Seorang budak yatim piatu bernama Xin memiliki impian tinggi untuk menjadi jenderal terhebat di bawah kolong langit. Tekadnya yang keras kepala mendorongnya melangkah jauh dari kehidupan miskin menuju arena takdir yang sangat brutal dan penuh risiko.
Takdir mempertemukan dia dengan Ying Zheng, raja muda yang terasing karena kudeta kejam. Hubungan mereka tumbuh dari ketegangan politik menjadi aliansi strategis yang tak terduga, menyatukan kekuatan otot dan taktik cemerlang demi merebut kembali tahta.
Namun, jalan menuju kekuasaan tidaklah mulus karena mereka dikelilingi oleh jenderal tangguh dan intrik istana yang licik. Karakter yang ambisius ini harus mempertaruhkan nyawa dan loyalitas demi mengubah wajah sejarah yang terkoyak oleh persaingan kekuasaan.
Pertarungan skala besar dan drama kepemimpinan menguji batas kemampuan serta moral setiap petarung di medan perang. Kesetiaan menjadi harga mati saat mereka berupaya menaklukkan dunia, membuktikan bahwa seorang budak pun mampu menulis sejarah besar di masa depan.

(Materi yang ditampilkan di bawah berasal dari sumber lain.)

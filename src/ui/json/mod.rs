//! NDJSON output for `--json` mode.
//!
//! One event object per line on stdout; the event types live in `events`.

pub mod events;

use serde::Serialize;
use std::io::{self, Write};

/// Emit a typed event as NDJSON to stdout.
pub fn emit_event<T: Serialize>(event: &T) -> io::Result<()> {
    let mut out = io::stdout().lock();
    write_typed_event(&mut out, event)
}

/// Write a typed event to a custom writer.
pub fn write_typed_event<T: Serialize, W: Write>(out: &mut W, event: &T) -> io::Result<()> {
    let json =
        serde_json::to_string(event).map_err(|e| io::Error::new(io::ErrorKind::InvalidData, e))?;
    out.write_all(json.as_bytes())?;
    out.write_all(b"\n")?;
    Ok(())
}
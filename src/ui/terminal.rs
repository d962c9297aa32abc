//! What the attached terminal can show.

use is_terminal::IsTerminal;

/// Size used when the terminal does not report one
const FALLBACK_SIZE: (u16, u16) = (80, 24);

/// Output features the renderer and picker adapt to
#[derive(Debug, Clone, Copy, PartialEq, Eq)]
pub struct TerminalCapabilities {
    /// ANSI colors on stdout
    pub color: bool,
    /// Box-drawing and checkbox glyphs
    pub unicode: bool,
    pub width: u16,
    pub height: u16,
}

impl TerminalCapabilities {
    pub fn detect() -> Self {
        Self::from_env(
            |key| std::env::var(key).ok(),
            std::io::stdout().is_terminal(),
            crossterm::terminal::size().ok(),
        )
    }

    fn from_env(
        get_env: impl Fn(&str) -> Option<String>,
        stdout_is_tty: bool,
        size: Option<(u16, u16)>,
    ) -> Self {
        let dumb = get_env("TERM").is_some_and(|term| term.eq_ignore_ascii_case("dumb"));
        let no_color = get_env("NO_COLOR").is_some_and(|value| !value.is_empty());

        let (width, height) = size
            .filter(|&(w, h)| w > 0 && h > 0)
            .unwrap_or(FALLBACK_SIZE);

        Self {
            color: stdout_is_tty && !dumb && !no_color,
            unicode: !dumb && locale_is_utf8(&get_env),
            width,
            height,
        }
    }
}

/// The first locale variable that is set decides; none set means UTF-8.
fn locale_is_utf8(get_env: &impl Fn(&str) -> Option<String>) -> bool {
    let locale = ["LC_ALL", "LC_CTYPE", "LANG"]
        .iter()
        .find_map(|key| get_env(key).filter(|value| !value.is_empty()));

    match locale {
        Some(value) => {
            let value = value.to_lowercase();
            value.contains("utf-8") || value.contains("utf8")
        }
        None => true,
    }
}

/// Whether an interactive picker can run (stdin and stdout are terminals)
pub fn is_interactive() -> bool {
    std::io::stdin().is_terminal() && std::io::stdout().is_terminal()
}
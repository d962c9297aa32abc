//! Configuration loading

use std::fs;
use std::path::{Path, PathBuf};

use crate::error::{TreepickError, TreepickResult};

use super::env_validator::{closest, EnvVarValidator};
use super::types::{Config, UnicodeMode, Verbosity};

/// Project config file name, looked up in the working directory
pub const PROJECT_CONFIG_FILE: &str = ".treepick.toml";

/// Non-fatal configuration warning surfaced to CLI users.
#[derive(Debug, Clone, PartialEq, Eq)]
pub struct ConfigWarning {
    pub key: String,
    pub file: PathBuf,
    pub line: Option<usize>,
    pub suggestion: Option<String>,
}

impl std::fmt::Display for ConfigWarning {
    fn fmt(&self, f: &mut std::fmt::Formatter<'_>) -> std::fmt::Result {
        write!(f, "unknown config key '{}' in {}", self.key, self.file.display())?;
        if let Some(line) = self.line {
            write!(f, ":{}", line)?;
        }
        if let Some(suggestion) = &self.suggestion {
            write!(f, " (did you mean '{}'?)", suggestion)?;
        }
        Ok(())
    }
}

/// Load configuration and collect non-fatal warnings (e.g. unknown keys).
pub fn load_with_warnings(path: &Path) -> TreepickResult<(Config, Vec<ConfigWarning>)> {
    let content = fs::read_to_string(path)?;
    parse_with_warnings(&content, path)
}

/// Parse TOML `content` as if it were read from `path`
pub fn parse_with_warnings(
    content: &str,
    path: &Path,
) -> TreepickResult<(Config, Vec<ConfigWarning>)> {
    let mut unknown_paths: Vec<String> = Vec::new();
    let deserializer = toml::de::Deserializer::new(content);

    let config: Config = serde_ignored::deserialize(deserializer, |p| {
        unknown_paths.push(p.to_string());
    })
    .map_err(|e| TreepickError::InvalidConfig {
        file: path.to_path_buf(),
        message: e.to_string(),
    })?;

    let warnings = unknown_paths
        .into_iter()
        .map(|path_str| {
            let key = path_str
                .split('.')
                .next_back()
                .unwrap_or(path_str.as_str())
                .to_string();
            ConfigWarning {
                line: find_line_number(content, &key),
                suggestion: closest(&key, KNOWN_KEYS).map(str::to_string),
                key,
                file: path.to_path_buf(),
            }
        })
        .collect();

    Ok((config, warnings))
}

/// Load from an explicit path, project config, user config, or defaults.
///
/// An explicit path must exist and parse; discovered files that fail to
/// parse are skipped with a warning so a broken user config never blocks a
/// run.
pub fn load_or_default(
    explicit: Option<&Path>,
    project_root: Option<&Path>,
) -> TreepickResult<(Config, Vec<ConfigWarning>)> {
    if let Some(path) = explicit {
        let (config, warnings) = load_with_warnings(path)?;
        return Ok((with_env_overrides(config), warnings));
    }

    let mut candidates = Vec::new();
    if let Some(root) = project_root {
        candidates.push(root.join(PROJECT_CONFIG_FILE));
    }
    if let Some(dir) = dirs::config_dir() {
        candidates.push(dir.join("treepick/config.toml"));
    }

    for candidate in candidates {
        if !candidate.exists() {
            continue;
        }
        match load_with_warnings(&candidate) {
            Ok((config, warnings)) => {
                log::debug!("using config {}", candidate.display());
                return Ok((with_env_overrides(config), warnings));
            }
            Err(err) => log::warn!("ignoring config {}: {}", candidate.display(), err),
        }
    }

    Ok((with_env_overrides(Config::default()), Vec::new()))
}

/// Apply environment variable overrides (TREEPICK_* prefix)
pub fn with_env_overrides(config: Config) -> Config {
    with_env_overrides_from(config, |key| std::env::var(key).ok())
}

/// Apply overrides read through `get_env` (for testing)
pub fn with_env_overrides_from(
    mut config: Config,
    get_env: impl Fn(&str) -> Option<String>,
) -> Config {
    if let Some(value) = get_env("TREEPICK_VERBOSITY") {
        config.output.verbosity = EnvVarValidator::new(
            "TREEPICK_VERBOSITY",
            &["quiet", "normal", "verbose", "debug"],
        )
        .parse(&value, parse_verbosity, config.output.verbosity);
    }

    if let Some(value) = get_env("TREEPICK_UNICODE") {
        config.picker.unicode =
            EnvVarValidator::new("TREEPICK_UNICODE", &["auto", "always", "never"]).parse(
                &value,
                parse_unicode,
                config.picker.unicode,
            );
    }

    if let Some(value) = get_env("TREEPICK_INCLUDE_HIDDEN") {
        config.source.include_hidden = EnvVarValidator::new("TREEPICK_INCLUDE_HIDDEN", BOOL_VALUES)
            .parse(&value, parse_bool, config.source.include_hidden);
    }

    if let Some(value) = get_env("TREEPICK_START_COLLAPSED") {
        config.picker.start_collapsed =
            EnvVarValidator::new("TREEPICK_START_COLLAPSED", BOOL_VALUES).parse(
                &value,
                parse_bool,
                config.picker.start_collapsed,
            );
    }

    config
}

fn parse_verbosity(value: &str) -> Option<Verbosity> {
    match value.to_lowercase().as_str() {
        "quiet" => Some(Verbosity::Quiet),
        "normal" => Some(Verbosity::Normal),
        "verbose" => Some(Verbosity::Verbose),
        "debug" => Some(Verbosity::Debug),
        _ => None,
    }
}

fn parse_unicode(value: &str) -> Option<UnicodeMode> {
    match value.to_lowercase().as_str() {
        "auto" => Some(UnicodeMode::Auto),
        "always" => Some(UnicodeMode::Always),
        "never" => Some(UnicodeMode::Never),
        _ => None,
    }
}

const BOOL_VALUES: &[&str] = &["true", "false", "1", "0", "yes", "no", "on", "off"];

fn parse_bool(value: &str) -> Option<bool> {
    match value.to_lowercase().as_str() {
        "true" | "1" | "yes" | "on" => Some(true),
        "false" | "0" | "no" | "off" => Some(false),
        _ => None,
    }
}

fn find_line_number(content: &str, needle: &str) -> Option<usize> {
    content
        .lines()
        .position(|line| line.contains(needle))
        .map(|i| i + 1)
}

const KNOWN_KEYS: &[&str] = &[
    "picker",
    "start_collapsed",
    "show_counts",
    "unicode",
    "source",
    "include_hidden",
    "respect_gitignore",
    "max_depth",
    "dirs_only",
    "output",
    "verbosity",
];
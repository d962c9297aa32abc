//! Property tests for the tree picker.

use proptest::prelude::*;

use treepick::tree::toggle_node;
use treepick::ui::picker::{PickerAction, TreePicker};

use crate::strategies::tree_and_selection;

fn action() -> impl Strategy<Value = PickerAction> {
    prop_oneof![
        Just(PickerAction::Up),
        Just(PickerAction::Down),
        Just(PickerAction::Toggle),
        Just(PickerAction::Expand),
        Just(PickerAction::Collapse),
        Just(PickerAction::ExpandAll),
        Just(PickerAction::CollapseAll),
        Just(PickerAction::SelectAll),
        Just(PickerAction::SelectNone),
        Just(PickerAction::Invert),
    ]
}

fn navigation() -> impl Strategy<Value = PickerAction> {
    prop_oneof![
        Just(PickerAction::Up),
        Just(PickerAction::Down),
        Just(PickerAction::Expand),
        Just(PickerAction::Collapse),
        Just(PickerAction::ExpandAll),
        Just(PickerAction::CollapseAll),
    ]
}

proptest! {
    #![proptest_config(ProptestConfig {
        cases: 64,
        .. ProptestConfig::default()
    })]

    /// PROPERTY: the cursor always points at a visible row.
    #[test]
    fn property_cursor_stays_in_range(
        (roots, selection) in tree_and_selection(),
        actions in proptest::collection::vec(action(), 0..40)
    ) {
        let mut picker = TreePicker::new(&roots, selection);
        for action in actions {
            picker.handle_action(action);
            if picker.rows().is_empty() {
                prop_assert_eq!(picker.cursor_position(), 0);
            } else {
                prop_assert!(picker.cursor_position() < picker.rows().len());
            }
        }
    }

    /// PROPERTY: navigating and folding never changes the selection.
    #[test]
    fn property_navigation_keeps_selection(
        (roots, selection) in tree_and_selection(),
        actions in proptest::collection::vec(navigation(), 0..40)
    ) {
        let mut picker = TreePicker::new(&roots, selection.clone());
        for action in actions {
            picker.handle_action(action);
        }
        prop_assert_eq!(picker.selection(), &selection);
    }

    /// PROPERTY: a picker toggle commits exactly what the core returns.
    #[test]
    fn property_toggle_commits_core_result(
        (roots, selection) in tree_and_selection(),
        moves in 0usize..20
    ) {
        let mut picker = TreePicker::new(&roots, selection.clone());
        for _ in 0..moves {
            picker.handle_action(PickerAction::Down);
        }

        let Some(row) = picker.current_row().cloned() else {
            return Ok(());
        };
        picker.handle_action(PickerAction::Toggle);

        let expected = toggle_node(&roots, &selection, &row.id, !row.checked);
        prop_assert_eq!(picker.selection(), &expected);
    }
}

Berlatar di Nagasaki tahun 1966, kehidupan sekolah yang membosankan berubah drastis saat musik jazz mulai berdentum. Drama musikal penuh nostalgia ini mengeksplorasi gejolak masa remaja, persahabatan tak terduga, dan pencarian jati diri di balik denting piano.
Siswa pindahan yang kutu buku, Kaoru Nishimi, merasa terasing di lingkungan baru. Namun, pertemuannya dengan sosok berandal yang ditakuti, Sentaro Kawabuchi, mengubah perspektifnya. Mereka menemukan kesamaan lewat melodi yang menyatukan jiwa.
Keduanya kemudian bertemu dengan Ritsuko Mukae, gadis ceria yang menjadi jembatan bagi mereka berdua. Hubungan segitiga yang rumit pun perlahan muncul, menguji kesetiaan serta perasaan terpendam di antara ketiganya di tengah riuhnya suasana masa muda.
Konflik batin semakin memuncak ketika masa lalu dan tanggung jawab keluarga mulai membayangi ambisi pribadi mereka. Musik jazz bukan lagi sekadar hobi, melainkan pelarian emosional yang menyakitkan sekaligus membebaskan bagi mereka saat menghadapi kerasnya kenyataan hidup.
Seiring irama drum dan piano yang saling bersahutan, mereka belajar tentang arti kedewasaan. Melalui nada-nada emosional, persahabatan mereka diuji oleh waktu, cinta, dan impian, membentuk melodi indah yang akan terus membekas dalam ingatan selamanya di sekolah.